[Dataset entries]
▼
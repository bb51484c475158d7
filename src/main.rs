use floor_nav::common::ApplicationResult;
use floor_nav::Config;
use tracing::{error, info, warn};
use std::sync::Arc;
use tokio::sync::mpsc;
use tracing_subscriber::EnvFilter;

use floor_nav::adapters::outbound::{init_combined_logger, FilesystemLayoutSource};
use floor_nav::application::NavigationService;
use floor_nav::domains::navigation::{
    simplify_path, FloorLayoutSource, NavigationContext, NavigationEventActor, SystemClock, WorldPoint,
};

const DEMO_AGENTS: [&str; 3] = ["worker-ada", "worker-bo", "worker-cy"];

#[tokio::main]
async fn main() {
    tracing_subscriber::fmt()
        .with_env_filter(EnvFilter::try_from_default_env().unwrap_or_else(|_| EnvFilter::new("info")))
        .init();

    info!("Starting floor-nav");
    if let Err(e) = run().await {
        error!("floor-nav failed: {}", e);
        std::process::exit(1);
    }
    info!("Shutting down floor-nav");
}

async fn run() -> ApplicationResult<()> {
    // Optional config.toml plus FLOOR_NAV__* overrides
    let config = Config::load(Some("config.toml"))?;
    info!(
        "Grid cell size {}, paddings {}/{}",
        config.grid.cell_size, config.grid.obstacle_padding, config.grid.furniture_padding
    );

    let logger = init_combined_logger(config.logging.file.as_deref(), &config.logging.level);
    let layouts = Arc::new(FilesystemLayoutSource::new(None));
    let layout_name = std::env::args().nth(1).unwrap_or_else(|| "demo_office.json".to_string());

    let (event_sender, event_receiver) = mpsc::channel(256);
    let mut actor = NavigationEventActor::new(event_receiver);
    let view = actor.view();
    let actor_task = tokio::spawn(async move { actor.run().await });

    let layout = match layouts.load_layout(&layout_name) {
        Ok(layout) => layout,
        Err(e) => {
            warn!("Could not read {}: {}", layout_name, e);
            return Ok(());
        }
    };
    let floor_id = layout.floor_id.clone();
    let context = NavigationContext::new(
        floor_id.clone(),
        config.navigation_settings(),
        Arc::new(SystemClock),
        logger,
    );
    let mut service = NavigationService::new(context, layouts).with_event_sender(event_sender);
    service.apply_layout(&layout)?;

    // Every demo agent asks for the same spot; the registry spreads them out.
    let meeting_point = WorldPoint::new(5.0, 0.0, 5.0);
    let mut rng = rand::thread_rng();
    for agent in DEMO_AGENTS {
        let Some(start) = service.context().random_walkable_point(&mut rng) else {
            warn!("Floor {} has no walkable cell", floor_id);
            break;
        };
        match service.navigate(agent, start, meeting_point) {
            Ok(plan) => info!(
                "{} -> {} ({} waypoints, {} after smoothing)",
                agent,
                plan.destination,
                plan.waypoints.len(),
                simplify_path(&plan.waypoints).len()
            ),
            Err(e) => warn!("{} stays put: {}", agent, e),
        }
    }

    for reservation in service.active_destinations() {
        info!("{} holds {} until {}", reservation.agent_id, reservation.position, reservation.expires_at);
    }

    drop(service);
    if let Err(e) = actor_task.await {
        warn!("Event actor stopped abnormally: {}", e);
    }

    if let Some(projection) = view.projection(&floor_id).await {
        info!(
            "Floor {}: {} paths found, {} failed, {} reservations ({} relocated)",
            projection.floor_id,
            projection.paths_found,
            projection.paths_failed,
            projection.reservations,
            projection.relocated_destinations
        );
    }
    Ok(())
}
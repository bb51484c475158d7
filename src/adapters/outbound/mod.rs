pub mod buffered_logger;
pub mod console_logger;
pub mod file_logger;
pub mod layout_source;
pub mod memory_logger;
pub mod multi_logger;
pub mod noop_logger;

pub use buffered_logger::*;
pub use console_logger::*;
pub use file_logger::*;
pub use layout_source::*;
pub use memory_logger::*;
pub use multi_logger::*;
pub use noop_logger::*;
use serde::{Deserialize, Serialize};

use super::types::{Aabb, WorldPoint};

#[derive(Debug, Clone, Copy, PartialEq, Eq, Default, Serialize, Deserialize)]
pub enum ObstacleKind {
    #[default]
    Generic,
    /// Desk groups and similar clusters that need a wider berth.
    FurnitureCluster,
}

#[derive(Debug, Clone, Serialize, Deserialize)]
pub struct ObstacleDescriptor {
    pub name: String,
    pub bounds: Aabb,
    #[serde(default)]
    pub footprint: Option<Vec<WorldPoint>>,
    #[serde(default)]
    pub kind: ObstacleKind,
}

impl ObstacleDescriptor {
    pub fn new(name: impl Into<String>, bounds: Aabb, kind: ObstacleKind) -> Self {
        Self {
            name: name.into(),
            bounds,
            footprint: None,
            kind,
        }
    }

    pub fn with_footprint(mut self, footprint: Vec<WorldPoint>) -> Self {
        self.footprint = Some(footprint);
        self
    }

    /// Footprint points, if the obstacle supplies a non-empty one.
    pub fn footprint_points(&self) -> Option<&[WorldPoint]> {
        match &self.footprint {
            Some(points) if !points.is_empty() => Some(points.as_slice()),
            _ => None,
        }
    }
}

/// Padding (in cells) applied around obstacles while rasterizing.
#[derive(Debug, Clone, Copy, PartialEq, Eq, Serialize, Deserialize)]
pub struct Padding {
    pub obstacle: usize,
    pub furniture: usize,
}

impl Padding {
    pub const DEFAULT_OBSTACLE: usize = 1;
    pub const DEFAULT_FURNITURE: usize = 2;

    pub fn for_kind(&self, kind: ObstacleKind) -> usize {
        match kind {
            ObstacleKind::Generic => self.obstacle,
            ObstacleKind::FurnitureCluster => self.furniture,
        }
    }

    /// Thickness of the unwalkable ring along the floor edge.
    pub fn boundary(&self) -> usize {
        self.obstacle.max(2)
    }
}

impl Default for Padding {
    fn default() -> Self {
        Self {
            obstacle: Self::DEFAULT_OBSTACLE,
            furniture: Self::DEFAULT_FURNITURE,
        }
    }
}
▲
Aim of the exercise: Line count for "Deserialize": count the lines in the records above that contain this word, and write only the number.

Response: 4